Tinkling ice cubes may be colored or frozen with red and green maraschino cherries.
The Enterprising Housekeeper (1900)
2 cupfuls of sugar, 1 cupful of water, 1/2 cup of orange juice, 1/2 cup of lemon juice, 1 cup of strawberry juice, 1 cup of pineapple juice, 1/2 cup of maraschino cherries. Boil the sugar and water to a syrup, and add the fruit juices. Let stand twenty minutes, strain and chill. Add the whole cherries.
Sweeten or weaken, if necessary, to taste, and serve ice-cold. It will rarely need reducing with water unless the juices of preserved fruits have been used.
Second Edition of the Neighborhood Cook Book (1914)
Make a syrup by boiling two cups sugar and one cup water for ten minutes. Let stand one-half hour; add one cup cold tea, juice of five lemons and five oranges, one can grated pineapple, and one pint strawberry syrup; strain, add ice water to make one and one-half gallons of liquid, turn this into a large punch bowl over a piece of ice, and add one-half pint maraschino cherries and one quart bottle Apollinaris water (or club soda). This amount will serve fifty people.

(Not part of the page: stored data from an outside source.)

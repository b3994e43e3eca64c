//! Authentication error types.

use thiserror::Error;

use crate::db::RepositoryError;

/// Errors that can occur during authentication operations.
#[derive(Debug, Error)]
pub enum AuthError {
    /// Invalid email format.
    #[error("invalid email: {0}")]
    InvalidEmail(#[from] frostbites_core::EmailError),

    /// Invalid credentials (wrong password or user not found).
    #[error("invalid credentials")]
    InvalidCredentials,

    /// User already exists.
    #[error("user already exists")]
    UserAlreadyExists,

    /// Display name missing or too long.
    #[error("invalid name: {0}")]
    InvalidName(String),

    /// Password too weak or invalid.
    #[error("password validation failed: {0}")]
    WeakPassword(String),

    /// Repository/database error.
    #[error("database error: {0}")]
    Repository(#[from] RepositoryError),

    /// Password hashing error.
    #[error("password hashing error")]
    PasswordHash,
}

A refreshing beverage, which brings an involuntary grace to one's lips as it is quaffed, is a fruit punch in which the pineapple plays an important part.
Put into a bowl the juice of three lemons, two oranges sliced and seeded, one grated pineapple and one cup sugar. Let stand for one hour to extract the juice, then press and strain. Add to this juice two quarts of iced water and two slices of shredded pineapple, and serve.
Aunt Babette's Cook Book (1889)
It is best to mix this in a large bowl and fill in glasses just before serving, and put a little of each kind of fruit in each goblet with pounded ice.
To begin with, cut pineapple in slices and quarters, a few oranges, and a lemon sliced thin; one cup of powdered sugar and one tumbler of sherry wine. A few berries, such as black and red raspberries and blackberries, are a nice addition. Cover the fruit with the sugar, laid in layers at the bottom of your bowl with pounded ice; add the wine and twice as much water as wine; stir all up well before serving.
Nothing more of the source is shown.